Exercise - Filter the data for "must" and copy matching lines.

*** Opening Input material ***

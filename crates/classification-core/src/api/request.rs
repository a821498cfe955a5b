use reqwest::Method;
use serde_json::Value;

/// One API call, relative to the portal's base URL.
///
/// Kept as plain data so the same call can be replayed after a token
/// refresh.
#[derive(Debug, Clone, PartialEq)]
pub struct ApiRequest {
    pub method: Method,
    pub path: String,
    pub query: Vec<(&'static str, String)>,
    pub body: Option<Value>,
}

impl ApiRequest {
    pub fn new(method: Method, path: impl Into<String>) -> Self {
        Self {
            method,
            path: path.into(),
            query: Vec::new(),
            body: None,
        }
    }

    pub fn get(path: impl Into<String>) -> Self {
        Self::new(Method::GET, path)
    }

    pub fn post(path: impl Into<String>) -> Self {
        Self::new(Method::POST, path)
    }

    pub fn put(path: impl Into<String>) -> Self {
        Self::new(Method::PUT, path)
    }

    pub fn delete(path: impl Into<String>) -> Self {
        Self::new(Method::DELETE, path)
    }

    /// Add a query parameter; unset values are left out of the URL.
    pub fn query<V: ToString>(mut self, key: &'static str, value: Option<V>) -> Self {
        if let Some(value) = value {
            self.query.push((key, value.to_string()));
        }
        self
    }

    pub fn json(mut self, body: Value) -> Self {
        self.body = Some(body);
        self
    }
}
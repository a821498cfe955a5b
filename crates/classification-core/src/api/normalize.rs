//! Translation between typed values and wire JSON.
//!
//! Outgoing bodies are serialized through serde: request records declare
//! their wire names and skip unset fields, plain `serde_json` mappings pass
//! through untouched. Incoming responses are reduced to an optional body.

use reqwest::{Response, StatusCode};
use serde::Serialize;
use serde_json::{Map, Value};
use tracing::debug;

use super::{ClassificationError, Result};

/// Canonical wire body for `value`; an absent value becomes `{}`.
pub fn to_wire_body<T: Serialize + ?Sized>(value: Option<&T>) -> Result<Value> {
    match value {
        Some(value) => Ok(serde_json::to_value(value)?),
        None => Ok(Value::Object(Map::new())),
    }
}

/// Canonical wire body for a list, element by element; absent becomes `[]`.
pub fn to_wire_list<T: Serialize>(values: Option<&[T]>) -> Result<Value> {
    let items = values
        .unwrap_or_default()
        .iter()
        .map(|item| to_wire_body(Some(item)))
        .collect::<Result<Vec<_>>>()?;
    Ok(Value::Array(items))
}

/// Reduce a response to its body, or fail if the status is not `expected`.
///
/// Error statuses surface as the HTTP client's own status error. A match
/// on 204, an empty body or an unparsable body all yield `None`.
pub async fn interpret(response: Response, expected: StatusCode) -> Result<Option<Value>> {
    let actual = response.status();
    if actual != expected {
        debug!(%expected, %actual, url = %response.url(), "Unexpected response status");
        response.error_for_status_ref()?;
        return Err(ClassificationError::UnexpectedStatus { expected, actual });
    }

    if actual == StatusCode::NO_CONTENT {
        return Ok(None);
    }

    let bytes = response.bytes().await?;
    Ok(parse_body(&bytes))
}

/// Parse a response body, treating empty structures as no content
pub fn parse_body(bytes: &[u8]) -> Option<Value> {
    match serde_json::from_slice::<Value>(bytes) {
        Ok(value) if !is_empty(&value) => Some(value),
        _ => None,
    }
}

fn is_empty(value: &Value) -> bool {
    match value {
        Value::Null => true,
        Value::Object(map) => map.is_empty(),
        Value::Array(items) => items.is_empty(),
        Value::String(s) => s.is_empty(),
        _ => false,
    }
}
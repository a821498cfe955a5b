use serde::{Deserialize, Serialize};

#[derive(Debug, Clone, Default, PartialEq, Serialize, Deserialize)]
#[serde(rename_all = "camelCase")]
pub struct UserSettingsDto {
    #[serde(default, skip_serializing_if = "Option::is_none")]
    pub unsubscribe_emails: Option<bool>,
}

/// Per-course preferences of a student or teacher.
#[derive(Debug, Clone, Default, PartialEq, Serialize, Deserialize)]
#[serde(rename_all = "camelCase")]
pub struct UserCourseSettingsDto {
    #[serde(default, skip_serializing_if = "Option::is_none")]
    pub course_code: Option<String>,
    #[serde(default, skip_serializing_if = "Option::is_none")]
    pub hidden: Option<bool>,
    #[serde(default, skip_serializing_if = "Option::is_none")]
    pub silenced_notifications: Option<bool>,
}
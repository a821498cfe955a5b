use chrono::{DateTime, Duration, Utc};
use serde::{Deserialize, Serialize};
use serde_json::{Map, Value};

use crate::api::{ClassificationError, Result};

/// Access/refresh token pair as issued by the OAuth provider.
///
/// Provider fields this crate does not interpret (scope, user id, ...) are
/// kept in `extra` so that a load/save cycle preserves them.
#[derive(Debug, Clone, PartialEq, Serialize, Deserialize)]
pub struct Token {
    pub access_token: String,
    pub refresh_token: String,
    #[serde(default, skip_serializing_if = "Option::is_none")]
    pub token_type: Option<String>,
    #[serde(default, skip_serializing_if = "Option::is_none")]
    pub expires_in: Option<i64>,
    #[serde(
        default,
        with = "lenient_ts_seconds",
        skip_serializing_if = "Option::is_none"
    )]
    pub expires_at: Option<DateTime<Utc>>,
    #[serde(flatten)]
    pub extra: Map<String, Value>,
}

/// Unix seconds, written as an integer. Fractional seconds are accepted
/// on read and truncated.
mod lenient_ts_seconds {
    use chrono::{DateTime, Utc};
    use serde::de::Error;
    use serde::{Deserialize, Deserializer, Serializer};

    pub fn serialize<S: Serializer>(
        value: &Option<DateTime<Utc>>,
        serializer: S,
    ) -> Result<S::Ok, S::Error> {
        chrono::serde::ts_seconds_option::serialize(value, serializer)
    }

    pub fn deserialize<'de, D: Deserializer<'de>>(
        deserializer: D,
    ) -> Result<Option<DateTime<Utc>>, D::Error> {
        Option::<f64>::deserialize(deserializer)?
            .map(|secs| {
                DateTime::from_timestamp(secs.trunc() as i64, 0)
                    .ok_or_else(|| D::Error::custom(format!("timestamp out of range: {secs}")))
            })
            .transpose()
    }
}

/// Body of a token endpoint answer (code exchange or refresh).
#[derive(Debug, Clone, Deserialize)]
pub struct TokenResponse {
    pub access_token: String,
    #[serde(default)]
    pub refresh_token: Option<String>,
    #[serde(default)]
    pub token_type: Option<String>,
    #[serde(default)]
    pub expires_in: Option<i64>,
    #[serde(flatten)]
    pub extra: Map<String, Value>,
}

impl Token {
    pub fn new(access_token: impl Into<String>, refresh_token: impl Into<String>) -> Self {
        Self {
            access_token: access_token.into(),
            refresh_token: refresh_token.into(),
            token_type: None,
            expires_in: None,
            expires_at: None,
            extra: Map::new(),
        }
    }

    /// Build a token from a provider answer.
    ///
    /// Refresh answers often omit `refresh_token`; the one from `previous`
    /// is carried over in that case.
    pub fn from_response(response: TokenResponse, previous: Option<&Token>) -> Result<Self> {
        let refresh_token = response
            .refresh_token
            .filter(|t| !t.is_empty())
            .or_else(|| previous.map(|p| p.refresh_token.clone()))
            .ok_or_else(|| {
                ClassificationError::TokenUnavailable(
                    "token response lacks refresh_token".to_string(),
                )
            })?;

        let expires_at = response
            .expires_in
            .map(|secs| Utc::now() + Duration::seconds(secs));

        let token = Self {
            access_token: response.access_token,
            refresh_token,
            token_type: response
                .token_type
                .or_else(|| previous.and_then(|p| p.token_type.clone())),
            expires_in: response.expires_in,
            expires_at,
            extra: response.extra,
        };
        token.ensure_usable()?;
        Ok(token)
    }

    /// Both halves of the pair must be present for the token to be usable
    pub fn is_usable(&self) -> bool {
        !self.access_token.is_empty() && !self.refresh_token.is_empty()
    }

    pub fn ensure_usable(&self) -> Result<()> {
        if self.is_usable() {
            Ok(())
        } else {
            Err(ClassificationError::TokenUnavailable(
                "Invalid format: access_token and refresh_token must be provided".to_string(),
            ))
        }
    }

    pub fn is_expired(&self) -> bool {
        self.expires_at
            .map(|expiry| Utc::now() >= expiry)
            .unwrap_or(false)
    }
}
//! Request records for the Classification portal API.
//!
//! Every field is optional. Fields left as `None` are omitted from the
//! request body instead of being sent as `null`; wire names are camelCase.
//!
//! - `ClassificationDto`, `ClassificationTextDto`: classification definitions
//! - `ExpressionParseAllRequestDto`, `ExpressionParseRequestDto`: expression analysis
//! - `UserSettingsDto`, `UserCourseSettingsDto`: user settings
//! - `StudentClassificationPreviewDto`: one student's value for one classification

pub mod classification;
pub mod expression;
pub mod settings;
pub mod student;

pub use classification::{ClassificationDto, ClassificationTextDto};
pub use expression::{ExpressionParseAllRequestDto, ExpressionParseRequestDto};
pub use settings::{UserCourseSettingsDto, UserSettingsDto};
pub use student::StudentClassificationPreviewDto;
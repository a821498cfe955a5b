//! Authentication module for the portal's OAuth2 session.
//!
//! This module provides:
//! - `Token`: the access/refresh pair and its expiry
//! - `TokenStore`: file persistence of the token
//! - `AuthorizationFlow`: browser login with a one-shot callback listener
//! - `SessionManager`: session lifecycle and refresh-on-expiry retry

pub mod flow;
pub mod session;
pub mod store;
pub mod token;

pub use flow::{AuthorizationFlow, BrowserLauncher, CallbackEndpoint};
pub use session::{AuthorizedClient, SessionManager};
pub use store::TokenStore;
pub use token::{Token, TokenResponse};
fn required<'a>(
    supplied: Option<&'a str>,
    stored: &'a Option<String>,
    name: &'static str,
) -> Result<&'a str> {
    optional(supplied, stored).ok_or(ClassificationError::MissingParameter(name))
}

pub struct ClassificationParamsProxy {
    client: Classification,
    pub course_code: Option<String>,
    pub semester: Option<String>,
    pub group_code: Option<String>,
    pub lang: Option<String>,
}

impl ClassificationParamsProxy {
    pub async fn connect(config: &ClientConfig, force_new_token: bool) -> Result<Self> {
        Ok(Self::new(Classification::connect(config, force_new_token).await?))
    }

    /// Wrap `client` with no stored parameters
    pub fn new(client: Classification) -> Self {
        Self {
            client,
            course_code: None,
            semester: None,
            group_code: None,
            lang: None,
        }
    }

    pub fn with_course_code(mut self, course_code: impl Into<String>) -> Self {
        self.course_code = Some(course_code.into());
        self
    }

    pub fn with_semester(mut self, semester: impl Into<String>) -> Self {
        self.semester = Some(semester.into());
        self
    }

    pub fn with_group_code(mut self, group_code: impl Into<String>) -> Self {
        self.group_code = Some(group_code.into());
        self
    }

    pub fn with_lang(mut self, lang: impl Into<String>) -> Self {
        self.lang = Some(lang.into());
        self
    }

    pub fn client(&self) -> &Classification {
        &self.client
    }

    pub fn client_mut(&mut self) -> &mut Classification {
        &mut self.client
    }

    pub fn into_inner(self) -> Classification {
        self.client
    }

    pub async fn reinit_session(&mut self, callback: CallbackEndpoint, force_new_token: bool) -> Result<()> {
        self.client.reinit_session(callback, force_new_token).await
    }

    pub fn drop_session(&mut self) {
        self.client.drop_session();
    }

    // ===== Classification controller =====

    pub async fn delete_classification(
        &mut self,
        classification_id: &str,
        course_code: Option<&str>,
        semester: Option<&str>,
    ) -> Result<Option<Value>> {
        let course_code = required(course_code, &self.course_code, "course_code")?;
        let semester = optional(semester, &self.semester);
        self.client
            .delete_classification(course_code, classification_id, semester)
            .await
    }

    pub async fn find_classifications_for_course(
        &mut self,
        course_code: Option<&str>,
        semester: Option<&str>,
        lang: Option<&str>,
    ) -> Result<Option<Value>> {
        let course_code = required(course_code, &self.course_code, "course_code")?;
        let semester = optional(semester, &self.semester);
        let lang = optional(lang, &self.lang);
        self.client
            .find_classifications_for_course(course_code, semester, lang)
            .await
    }

    pub async fn save_classification<B: Serialize>(
        &mut self,
        classification_dto: Option<&B>,
        course_code: Option<&str>,
    ) -> Result<Option<Value>> {
        let course_code = required(course_code, &self.course_code, "course_code")?;
        self.client
            .save_classification(course_code, classification_dto)
            .await
    }

    pub async fn change_order_of_classifications(
        &mut self,
        indexes: &Value,
        course_code: Option<&str>,
        semester: Option<&str>,
    ) -> Result<Option<Value>> {
        let course_code = required(course_code, &self.course_code, "course_code")?;
        let semester = optional(semester, &self.semester);
        self.client
            .change_order_of_classifications(course_code, indexes, semester)
            .await
    }

    pub async fn find_classification(
        &mut self,
        identifier: &str,
        course_code: Option<&str>,
        semester: Option<&str>,
        lang: Option<&str>,
    ) -> Result<Option<Value>> {
        let course_code = required(course_code, &self.course_code, "course_code")?;
        let semester = optional(semester, &self.semester);
        let lang = optional(lang, &self.lang);
        self.client
            .find_classification(course_code, identifier, semester, lang)
            .await
    }

    /// Both courses and semesters are explicit; stored values are not used.
    pub async fn clone_classification_definitions(
        &mut self,
        target_semester: &str,
        target_course_code: &str,
        source_semester: &str,
        source_course_code: &str,
        remove_existing: bool,
    ) -> Result<Option<Value>> {
        self.client
            .clone_classification_definitions(
                target_semester,
                target_course_code,
                source_semester,
                source_course_code,
                remove_existing,
            )
            .await
    }

    // ===== Editor controller =====

    pub async fn get_editors(&mut self, course_code: Option<&str>) -> Result<Option<Value>> {
        let course_code = required(course_code, &self.course_code, "course_code")?;
        self.client.get_editors(course_code).await
    }

    pub async fn delete_editor(&mut self, username: &str, course_code: Option<&str>) -> Result<Option<Value>> {
        let course_code = required(course_code, &self.course_code, "course_code")?;
        self.client.delete_editor(course_code, username).await
    }

    pub async fn add_editor(&mut self, username: &str, course_code: Option<&str>) -> Result<Option<Value>> {
        let course_code = required(course_code, &self.course_code, "course_code")?;
        self.client.add_editor(course_code, username).await
    }

    // ===== Expression controller =====

    pub async fn evaluate_all<B: Serialize>(&mut self, expressions_dto: Option<&B>) -> Result<Option<Value>> {
        self.client.evaluate_all(expressions_dto).await
    }

    pub async fn try_validity<B: Serialize>(&mut self, expression_dto: Option<&B>) -> Result<Option<Value>> {
        self.client.try_validity(expression_dto).await
    }

    pub async fn get_functions(&mut self) -> Result<Option<Value>> {
        self.client.get_functions().await
    }

    // ===== Notification controller =====

    pub async fn get_all_notifications(
        &mut self,
        username: &str,
        count: Option<u32>,
        page: Option<u32>,
        lang: Option<&str>,
    ) -> Result<Option<Value>> {
        let lang = optional(lang, &self.lang);
        self.client
            .get_all_notifications(username, count, page, lang)
            .await
    }

    pub async fn get_unread_notifications(
        &mut self,
        username: &str,
        count: Option<u32>,
        page: Option<u32>,
        lang: Option<&str>,
    ) -> Result<Option<Value>> {
        let lang = optional(lang, &self.lang);
        self.client
            .get_unread_notifications(username, count, page, lang)
            .await
    }

    pub async fn unread_all_notifications(&mut self, username: &str) -> Result<Option<Value>> {
        self.client.unread_all_notifications(username).await
    }

    pub async fn read_all_notifications(&mut self, username: &str) -> Result<Option<Value>> {
        self.client.read_all_notifications(username).await
    }

    pub async fn unread_notification(&mut self, username: &str, id: i64) -> Result<Option<Value>> {
        self.client.unread_notification(username, id).await
    }

    pub async fn read_notification(&mut self, username: &str, id: i64) -> Result<Option<Value>> {
        self.client.read_notification(username, id).await
    }

    // ===== Settings controller =====

    pub async fn get_settings(&mut self, semester: Option<&str>, lang: Option<&str>) -> Result<Option<Value>> {
        let semester = optional(semester, &self.semester);
        let lang = optional(lang, &self.lang);
        self.client.get_settings(semester, lang).await
    }

    pub async fn save_my_settings<B: Serialize>(&mut self, user_settings_dto: Option<&B>) -> Result<Option<Value>> {
        self.client.save_my_settings(user_settings_dto).await
    }

    pub async fn save_student_course_settings<B: Serialize>(
        &mut self,
        user_course_settings_dto: Option<&B>,
        semester: Option<&str>,
    ) -> Result<Option<Value>> {
        let semester = optional(semester, &self.semester);
        self.client
            .save_student_course_settings(user_course_settings_dto, semester)
            .await
    }

    pub async fn save_teacher_course_settings<B: Serialize>(
        &mut self,
        user_course_settings_dto: Option<&B>,
        semester: Option<&str>,
    ) -> Result<Option<Value>> {
        let semester = optional(semester, &self.semester);
        self.client
            .save_teacher_course_settings(user_course_settings_dto, semester)
            .await
    }

    // ===== Student classification controller =====

    pub async fn find_student_group_classifications(
        &mut self,
        course_code: Option<&str>,
        group_code: Option<&str>,
        semester: Option<&str>,
    ) -> Result<Option<Value>> {
        let course_code = required(course_code, &self.course_code, "course_code")?;
        let group_code = required(group_code, &self.group_code, "group_code")?;
        let semester = optional(semester, &self.semester);
        self.client
            .find_student_group_classifications(course_code, Some(group_code), semester)
            .await
    }

    pub async fn find_student_group_classifications_simple_s2t(
        &mut self,
        course_code: Option<&str>,
        group_code: Option<&str>,
        semester: Option<&str>,
    ) -> Result<Option<StudentsToTasks>> {
        let course_code = required(course_code, &self.course_code, "course_code")?;
        let group_code = required(group_code, &self.group_code, "group_code")?;
        let semester = optional(semester, &self.semester);
        self.client
            .find_student_group_classifications_simple_s2t(course_code, Some(group_code), semester)
            .await
    }

    pub async fn find_student_group_classifications_simple_t2s(
        &mut self,
        course_code: Option<&str>,
        group_code: Option<&str>,
        semester: Option<&str>,
    ) -> Result<Option<TasksToStudents>> {
        let course_code = required(course_code, &self.course_code, "course_code")?;
        let group_code = required(group_code, &self.group_code, "group_code")?;
        let semester = optional(semester, &self.semester);
        self.client
            .find_student_group_classifications_simple_t2s(course_code, Some(group_code), semester)
            .await
    }

    pub async fn find_student_classifications_for_definitions(
        &mut self,
        identifier: &str,
        course_code: Option<&str>,
        group_code: Option<&str>,
        semester: Option<&str>,
    ) -> Result<Option<Value>> {
        let course_code = required(course_code, &self.course_code, "course_code")?;
        let group_code = required(group_code, &self.group_code, "group_code")?;
        let semester = optional(semester, &self.semester);
        self.client
            .find_student_classifications_for_definitions(course_code, identifier, Some(group_code), semester)
            .await
    }

    pub async fn save_student_classifications<B: Serialize>(
        &mut self,
        student_classifications: Option<&[B]>,
        course_code: Option<&str>,
        semester: Option<&str>,
    ) -> Result<Option<Value>> {
        let course_code = required(course_code, &self.course_code, "course_code")?;
        let semester = optional(semester, &self.semester);
        self.client
            .save_student_classifications(course_code, student_classifications, semester)
            .await
    }

    pub async fn save_student_classifications_simple_s2t(
        &mut self,
        student_to_tasks: &StudentsToTasks,
        course_code: Option<&str>,
        semester: Option<&str>,
    ) -> Result<Option<Value>> {
        let course_code = required(course_code, &self.course_code, "course_code")?;
        let semester = optional(semester, &self.semester);
        self.client
            .save_student_classifications_simple_s2t(course_code, student_to_tasks, semester)
            .await
    }

    pub async fn save_student_classifications_simple_t2s(
        &mut self,
        task_to_students: &TasksToStudents,
        course_code: Option<&str>,
        semester: Option<&str>,
    ) -> Result<Option<Value>> {
        let course_code = required(course_code, &self.course_code, "course_code")?;
        let semester = optional(semester, &self.semester);
        self.client
            .save_student_classifications_simple_t2s(course_code, task_to_students, semester)
            .await
    }

    pub async fn find_student_classification(
        &mut self,
        student_username: &str,
        course_code: Option<&str>,
        semester: Option<&str>,
        lang: Option<&str>,
    ) -> Result<Option<Value>> {
        let course_code = required(course_code, &self.course_code, "course_code")?;
        let semester = optional(semester, &self.semester);
        let lang = optional(lang, &self.lang);
        self.client
            .find_student_classification(course_code, student_username, semester, lang)
            .await
    }

    // ===== Student group controller =====

    pub async fn get_course_groups(
        &mut self,
        course_code: Option<&str>,
        semester: Option<&str>,
        lang: Option<&str>,
    ) -> Result<Option<Value>> {
        let course_code = required(course_code, &self.course_code, "course_code")?;
        let semester = optional(semester, &self.semester);
        let lang = optional(lang, &self.lang);
        self.client.get_course_groups(course_code, semester, lang).await
    }
}
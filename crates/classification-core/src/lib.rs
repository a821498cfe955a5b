//! Client library for the Classification portal REST API.
//!
//! The portal keeps course grades ("classifications") and is protected by
//! OAuth2. This crate handles the login through the system browser, keeps
//! the token on disk, refreshes it when it expires and wraps every portal
//! endpoint in a typed async method.
//!
//! ```no_run
//! use classification_core::{Classification, ClientConfig};
//!
//! # async fn run() -> anyhow::Result<()> {
//! let config = ClientConfig::load()?;
//! let mut client = Classification::connect(&config, false).await?;
//! let groups = client.get_course_groups("MI-PYT", Some("B171"), None).await?;
//! println!("{:?}", groups);
//! # Ok(())
//! # }
//! ```

pub mod api;
pub mod auth;
pub mod config;
pub mod grades;
pub mod logging;
pub mod models;

pub use api::{Classification, ClassificationError, ClassificationParamsProxy, Result};
pub use auth::{CallbackEndpoint, SessionManager, Token, TokenStore};
pub use config::ClientConfig;
pub use grades::{StudentsToTasks, TasksToStudents};
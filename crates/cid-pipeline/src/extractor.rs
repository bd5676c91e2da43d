//! CID recognizer
//!
//! 활성화된 CID 패턴을 선언 순서대로 라인에 적용한 뒤, 캡처된 각 CID에서
//! version-5 UUID를 찾습니다.
//!
//! 여러 패턴에 매칭된 구간은 한 번만 보고합니다. `(시작 오프셋, 값)`으로
//! 중복을 제거하며 먼저 선언된 패턴이 우선합니다.

use std::collections::HashSet;

use chrono::{DateTime, Utc};
use regex::Regex;
use tracing::debug;

use cidtrack_core::config::{CidPatternConfig, U5_UUID_PATTERN, default_cid_patterns};

use crate::collector::LogLine;
use crate::error::TrackerError;
use crate::uuid::{UuidClassifier, UuidVariant, canonicalize};

/// 컴파일된 [`CidPatternConfig`]
#[derive(Debug, Clone)]
pub struct CidPattern {
    pub name: String,
    regex: Regex,
    group: usize,
}

impl CidPattern {
    pub fn compile(config: &CidPatternConfig) -> Result<Self, TrackerError> {
        Ok(Self {
            name: config.name.clone(),
            regex: config.compile()?,
            group: config.uuid_group,
        })
    }

    pub fn as_str(&self) -> &str {
        self.regex.as_str()
    }
}

/// CID 안에서 찾은 version-5 UUID
#[derive(Debug, Clone, PartialEq, Eq)]
pub struct UuidMatch {
    /// 소문자 하이픈 형식
    pub value: String,
    pub version: u8,
    pub variant: UuidVariant,
    pub extracted_at: DateTime<Utc>,
}

/// 라인 안의 CID 한 건
#[derive(Debug, Clone, PartialEq, Eq)]
pub struct CidMatch<'a> {
    pub cid: String,
    /// 매칭을 만든 패턴 이름
    pub pattern: &'a str,
    /// 라인 내 CID의 바이트 오프셋
    pub start: usize,
    pub log_line: &'a LogLine,
    pub uuids: Vec<UuidMatch>,
    pub extracted_at: DateTime<Utc>,
    /// UUID 형태(36자 hex/대시)이지만 파싱되지 않는 CID
    pub malformed_uuid: bool,
}

impl CidMatch<'_> {
    pub fn first_v5(&self) -> Option<&UuidMatch> {
        self.uuids.first()
    }

    /// version-5 RFC 4122 UUID가 하나 이상 있음
    pub fn is_valid(&self) -> bool {
        self.uuids
            .iter()
            .any(|u| u.version == 5 && u.variant == UuidVariant::Rfc4122)
    }
}

/// 패턴 기반 CID 추출기. 생성 후 불변
#[derive(Debug, Clone)]
pub struct CidExtractor {
    patterns: Vec<CidPattern>,
    uuid_regex: Regex,
    classifier: UuidClassifier,
}

impl CidExtractor {
    /// 패턴 설정으로 생성합니다. 비활성 항목은 건너뛰며 활성 패턴이
    /// 최소 하나 필요합니다.
    pub fn new(
        configs: &[CidPatternConfig],
        classifier: UuidClassifier,
    ) -> Result<Self, TrackerError> {
        let patterns = configs
            .iter()
            .filter(|c| c.enabled)
            .map(CidPattern::compile)
            .collect::<Result<Vec<_>, _>>()?;

        if patterns.is_empty() {
            return Err(cidtrack_core::ConfigError::InvalidValue {
                field: "cid_patterns".to_owned(),
                reason: "at least one enabled pattern is required".to_owned(),
            }
            .into());
        }

        Ok(Self {
            patterns,
            uuid_regex: Regex::new(U5_UUID_PATTERN)?,
            classifier,
        })
    }

    /// U5 강제가 켜진 내장 패턴
    pub fn with_defaults() -> Result<Self, TrackerError> {
        Self::new(&default_cid_patterns(), UuidClassifier::default())
    }

    pub fn patterns(&self) -> impl Iterator<Item = &str> {
        self.patterns.iter().map(|p| p.name.as_str())
    }

    pub fn classifier(&self) -> &UuidClassifier {
        &self.classifier
    }

    /// `line`의 모든 CID. 패턴 순서, 그 다음 위치 순서
    pub fn extract<'a>(&'a self, line: &'a LogLine) -> Vec<CidMatch<'a>> {
        let text = line.text.as_str();
        let mut seen: HashSet<(usize, &str)> = HashSet::new();
        let mut matches = Vec::new();

        for pattern in &self.patterns {
            for caps in pattern.regex.captures_iter(text) {
                let Some(group) = caps.get(pattern.group) else {
                    continue;
                };

                let raw = group.as_str();
                let value = raw.trim();
                if value.is_empty() {
                    continue;
                }
                let start = group.start() + (raw.len() - raw.trim_start().len());

                if !seen.insert((start, value)) {
                    continue;
                }

                // UUID 자체인 CID는 정규 형식으로 보고
                let canonical = canonicalize(value);
                let malformed_uuid = looks_like_uuid(value) && canonical.is_none();
                if malformed_uuid {
                    debug!(pattern = %pattern.name, cid = value, "UUID-shaped CID does not parse");
                }

                matches.push(CidMatch {
                    cid: canonical.unwrap_or_else(|| value.to_owned()),
                    pattern: pattern.name.as_str(),
                    start,
                    log_line: line,
                    uuids: self.extract_uuids(value),
                    extracted_at: Utc::now(),
                    malformed_uuid,
                });
            }
        }

        matches
    }

    /// `cid` 안의 version-5 UUID, 왼쪽부터
    pub fn extract_uuids(&self, cid: &str) -> Vec<UuidMatch> {
        self.uuid_regex
            .find_iter(cid)
            .filter_map(|m| {
                let result = self.classifier.classify(m.as_str());
                let variant = result.variant?;
                if result.version != 5 {
                    return None;
                }
                Some(UuidMatch {
                    value: canonicalize(m.as_str())?,
                    version: result.version,
                    variant,
                    extracted_at: Utc::now(),
                })
            })
            .collect()
    }
}

fn looks_like_uuid(s: &str) -> bool {
    s.len() == 36 && s.bytes().all(|b| b.is_ascii_hexdigit() || b == b'-')
}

*** Closing Input material ***

Answer space -
    /// Both halves of the pair must be present for the token to be usable
                "Invalid format: access_token and refresh_token must be provided".to_string(),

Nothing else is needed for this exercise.